The logic of cyber deception is almost disarmingly simple. You leave something valuable-looking in a place where it has no legitimate reason to be touched. When someone touches it, you know they shouldn't be there. No false positives. No alert fatigue. Just a clean, high-confidence signal that your environment has been compromised.
Tracebit, founded in 2023, has built a business on that logic, and on Tuesday it closed a $20M Series A led by FirstMark Capital, according to co-founder and CEO Andy Smith. The round comes roughly 18 months after the company raised a $5M seed to build out its cloud-native deception platform, and marks a significant step up in ambition and scale.
The platform deploys what it calls canaries across cloud environments: decoy files, credentials, configurations, and endpoints that look real enough to attract an attacker but serve no operational purpose. The moment one of those canaries is touched, queried, opened, clicked, Tracebit fires an alert. The signal-to-noise ratio, the company claims, is near-perfect because legitimate users never need to interact with assets that don't exist in any workflow.
Current clients include Snyk, Docker, and Riot Games, all of which operate large, complex cloud environments where traditional signature-based detection tools struggle to keep pace with attacker sophistication.

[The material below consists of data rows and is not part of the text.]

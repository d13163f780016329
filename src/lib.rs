//! DevCook - 编码智能体编排核心
//!
//! 模块划分：
//! - **config**: 应用配置加载（TOML + 环境变量）
//! - **core**: 错误与恢复、通用重试、运行状态、编排流程、构建器、运行队列
//! - **llm**: LLM 客户端抽象与实现（OpenAI 兼容 / Scripted）及重试装饰
//! - **memory**: 对话消息类型
//! - **observability**: 日志初始化
//! - **react**: Planner、单步执行、完成检测、迭代控制、辅助代理
//! - **sandbox**: 沙箱能力接口与本地目录实现
//! - **store**: 消息与 Fragment 持久化（SQLite / 内存）
//! - **tools**: terminal / createOrUpdateFiles / readFiles 与执行器

pub mod config;
pub mod core;
pub mod llm;
pub mod memory;
pub mod observability;
pub mod react;
pub mod sandbox;
pub mod store;
pub mod tools;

Tracebit says it has deployed millions of canaries protecting thousands of environments since launch.
The Series A will fund expansion of the platform's canary library, adding more asset types across more cloud providers, as well as growth in the go-to-market team. Smith declined to share revenue figures at this stage.
Deception technology is not new. Honeypots have existed in various forms for decades, and several vendors have built dedicated deception platforms over the years.

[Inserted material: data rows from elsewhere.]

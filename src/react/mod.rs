//! 代理层：Planner、单步执行、完成检测、迭代控制、一次性辅助代理、提示词与过程事件

pub mod auxiliary;
pub mod events;
pub mod network;
pub mod planner;
pub mod prompt;
pub mod step;
pub mod termination;

pub use auxiliary::OneShotAgent;
pub use events::AgentEvent;
pub use network::{AgentNetwork, NetworkExit, NetworkOutcome, Route};
pub use planner::{parse_llm_output, Planner, PlannerOutput};
pub use prompt::Prompts;
pub use step::{StepExecutor, StepOutcome, StepResult};
pub use termination::{TerminationDetector, COMPLETION_MARKER};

What Tracebit is pitching is the cloud-native, turnkey version: low operational overhead, automated canary deployment, and integrations with the SIEM and incident response tools that security teams already use. The question for the Series A is whether that simplicity argument holds up at enterprise scale, and whether the high-signal promise survives the complexity of large, multi-cloud environments.
For a sector drowning in alert noise, the pitch is hard to dismiss.